I have an existing facility with a fire alarm system and fully
sprinkled.

The electrical wiring from the FACP inside the bldg. to the
PIV has become damaged \ inoperable \ needs to be
replaced.

I have an Electrical Contractor that has tried to replace the
conductors inside the underground conduit and cannot
because of something blocking their attempts [  allegedly  ].

*QUESTION # 1:* Is conduit required for the underground
wiring from the FACP to the PIV, or can they bore something
using a UF rated wiring assembly ?

*QUESTION # 2:* Which is typically cheaper, digging a new
trench & installing conduit, and then pulling conductors thru,
or boring ?

*QUESTION # 3:* Which NFPA Codes provide guidance on
this ?

*QUESTION # 4:*  Anything else I should be aware of ?

Thanks !

*@ = @ = @*


----------



## TheCommish (Dec 1, 2018)

I would look at NFPA 25 for sprinkler system maintenance, the are alternative means  for  securing PIV, locking and inspecting come to mind


----------



## cda (Dec 1, 2018)

Ask the locals

We require for underground 

Direct burial wire 

And in conduit 

But we allow locking of piv no electronic monitoring


----------



## Insurance Engineer (Dec 1, 2018)

As per 25...monthly documented visual inspection ie lock is on the hasp locking the handle in place and says “OPEN” in the window (both sides) with annual full closure and opening of the valve.


----------



## north star (Dec 2, 2018)

*@ ~ @*

O.K., great !......Thanks for the input.

Because I have zero to very little experience with the Fire Codes,
...if I may ask some more questions please......[  Some background
info:  We have a FACP System installed with proprietary software
in this facility & other facilities.........One company can do some
basic replacing of components, while the company with the
proprietary programming software must perform the actual
"programming in" of the components.......There is too much other
background info to list here  ]........I am at the limits of my repair
budget for this one facility.

*Next question,* ...Is the PIV "required" to be electrically connected
back to FACP for monitoring ?

*QUESTION # 2:*  How will the PIV "not" being connected to the
FACP affect the overall sprinkler system ?

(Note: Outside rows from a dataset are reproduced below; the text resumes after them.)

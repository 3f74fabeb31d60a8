//! One-dimensional radial flow with fixed parameters.
//!
//! With `r = |z0 − z_ref|`:
//! `zK = z0 + β/(α + r)·(z0 − z_ref)` and `dzK/dz0 = 1 + αβ/(α + r)²`.
//! `α > 0` is required; `β ≥ −α` keeps the map invertible but is not
//! enforced.
use ndarray::{Array1, ArrayView1, ArrayViewMut1, array};

use crate::flows::{
    errors::{FlowError, FlowKind, FlowResult},
    layout::check_theta,
};

#[derive(Debug, Clone, PartialEq)]
pub struct RadialFlow {
    theta: Array1<f64>,
}

impl RadialFlow {
    pub const N_PARAMS: usize = 3;

    /// # Errors
    /// - `NonFiniteParam` if any scalar is NaN or infinite.
    /// - [`FlowError::NonPositiveAlpha`] if `alpha <= 0`.
    pub fn new(z_ref: f64, alpha: f64, beta: f64) -> FlowResult<Self> {
        Self::from_theta(array![z_ref, alpha, beta])
    }

    /// Build from `θ = (z_ref, α, β)`.
    pub fn from_theta(theta: Array1<f64>) -> FlowResult<Self> {
        check_theta(FlowKind::Radial, theta.view(), Self::N_PARAMS)?;
        if theta[1] <= 0.0 {
            return Err(FlowError::NonPositiveAlpha { alpha: theta[1] });
        }
        Ok(Self { theta })
    }

    pub fn theta(&self) -> ArrayView1<'_, f64> {
        self.theta.view()
    }

    pub fn z_ref(&self) -> f64 {
        self.theta[0]
    }

    pub fn alpha(&self) -> f64 {
        self.theta[1]
    }

    pub fn beta(&self) -> f64 {
        self.theta[2]
    }

    /// Forward map of a scalar; returns `(zK, ln|J|)`.
    #[inline]
    pub fn map(&self, z: f64) -> (f64, f64) {
        let (alpha, beta) = (self.alpha(), self.beta());
        let diff = z - self.z_ref();
        let denom = alpha + diff.abs();
        let deriv = 1.0 + alpha * beta / (denom * denom);
        (z + beta / denom * diff, deriv.abs().ln())
    }

    pub(crate) fn forward_row(
        &self, z: ArrayView1<'_, f64>, mut out: ArrayViewMut1<'_, f64>,
    ) -> f64 {
        let (zk, logdet) = self.map(z[0]);
        out[0] = zk;
        logdet
    }
}

#[cfg(test)]
mod tests {
    use super::*;
    use approx::assert_relative_eq;

    #[test]
    fn alpha_must_be_positive() {
        assert_eq!(RadialFlow::new(0.0, 0.0, 1.0), Err(FlowError::NonPositiveAlpha { alpha: 0.0 }));
        assert!(RadialFlow::new(0.0, -1.0, 1.0).is_err());
    }

    #[test]
    // Purpose
    // -------
    // Away from the kink at `z_ref`, the closed-form derivative matches a
    // central difference of the map.
    fn log_derivative_matches_finite_difference() {
        let flow = RadialFlow::new(0.25, 0.7, 1.5).expect("valid radial flow");
        let h = 1e-6;
        for &z in &[-3.0, -0.5, 0.1, 1.0, 4.0] {
            let fd = (flow.map(z + h).0 - flow.map(z - h).0) / (2.0 * h);
            assert_relative_eq!(flow.map(z).1, fd.ln(), epsilon = 1e-7);
        }
    }

    #[test]
    fn reference_point_is_fixed() {
        let flow = RadialFlow::new(-0.4, 2.0, 3.0).expect("valid radial flow");
        assert_relative_eq!(flow.map(-0.4).0, -0.4);
    }
}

*QUESTION # 3:* Will the existing FACP & sprinkler system be
"required" to be re-programmed with the PIV "not" connected ?

*@ ~ @*


----------



## cda (Dec 2, 2018)

north star said:


> *@ ~ @*
> 
> O.K., great !......Thanks for the input.
> 
> ...


 
Sorry see the replies in the quote 


Love proprietary !!!!!


Older panel??? As in need of changing out ???


----------



## north star (Dec 2, 2018)

*# ~ #*

cda,

I am unsure of the age of the panel......I would guess
it to be approx. 10 + years old.

*# ~ #*


----------



## cda (Dec 2, 2018)

sorry my answers to your questions:::

*Next question,* ...Is the PIV "required" to be electrically connected
 back to FACP for monitoring ?



Would be a local question

We allowed ours to be locked only



*QUESTION # 2:*  How will the PIV "not" being connected to the
 FACP affect the overall sprinkler system ?


Not at all,,,

Unless someone closes it 

Can you say lock it and at least weekly visual check.



*QUESTION # 3:* Will the existing FACP & sprinkler system be
 "required" to be re-programmed with the PIV "not" connected ?




Yep,, or you keep a trouble or supervisory on it all the time.


Now someone might be able to put an “ end of line resistor at the panel or the wiring to the piv and fool the panel into thinking the piv is still there, and not have to program it.


----------



## Builder Bob (Dec 3, 2018)

IF you are looking at NFPA - a PIV is not necessarily required per un-amended NFPA 13-

teaser

16.9.3.2.3


----------



## IJHumberson (Dec 4, 2018)

Actually, the requirement for electronic monitoring of sprinkler system control valves usually comes from the building code. (NFPA 13 allows locking them in the open position as a means of supervision). Section 903.4 of the IBC ('15 ed.) requires valves controlling the water supplies to automatic sprinkler systems to be electrically supervised by a listed fire alarm control unit. (BOCA used to have similar language.) There are 7 printed exceptions to this, but none of them would apply to an NFPA 13 system main control valve.  

For the wiring arrangement, the NEC (Sect. 760) would specify what that would have to comply with. I'm not an NEC code guy at all, but I'm guessing there are options, based on what type of wire/cabling they want to use.


----------



## cda (Dec 4, 2018)

Ask the local ahj, your insurance company, risk management and anyone else

We allow locking, knowing exterior monitoring is a problem


----------



## north star (Dec 4, 2018)

*% ~ % ~ %*

O.K., ...good info so far........The AHJ isn't sure
of exactly which way they want to go yet.

I just needed some info to assist them in their
decision making.

Much Thanks ya'll !  

*% ~ % ~ %*


----------



## cda (Dec 4, 2018)

north star said:


> *% ~ % ~ %*
> 
> O.K., ...good info so far........The AHJ isn't sure
> of exactly which way they want to go yet.
> ...




Lock it Up Lock it Up Lock it Up Lock it Up Lock it Up Lock it Up


----------



## north star (Dec 5, 2018)

*@ * @ * @*



> *" Lock it Up Lock it Up Lock it Up Lock it Up Lock it Up Lock it Up "*


Can't, ...it's "military, military, military, military, military, military, military" !

*@ * @ * @*


----------



## Sleepy (Dec 5, 2018)

If this is a military facility check UFC 3-600-01 (25 March 2018 version):

*"9-3.4.5*
When provided, PIV’s must be supervised using a lock or tamper seal, at a minimum. "

This maybe conflicts with other criteria, but it might provide a talking point.


----------



## north star (Dec 6, 2018)

*% * % * %*

Thanks ***Sleepy***  for the input !

The facility in question IS a military facility.......Their Leadership
wants to "do the right thing", and have all components of
the fire protection system operational and fully compliant.

*% * % * %*


----------



## cda (Dec 6, 2018)

Now you tell us, make sure you use the military grade duct high speed tape, with the EMP shielding, etc.

Right or wrong, this is how we have it worded, but once again we only require locking of PIV,,


*UNDERGROUND WIRING*

Underground wiring shall be used only for the purpose of signal transmittal. No power circuit wiring will be allowed. *Wiring shall be a listed waterproof underground fire alarm wire, and shall be placed in conduit. *


----------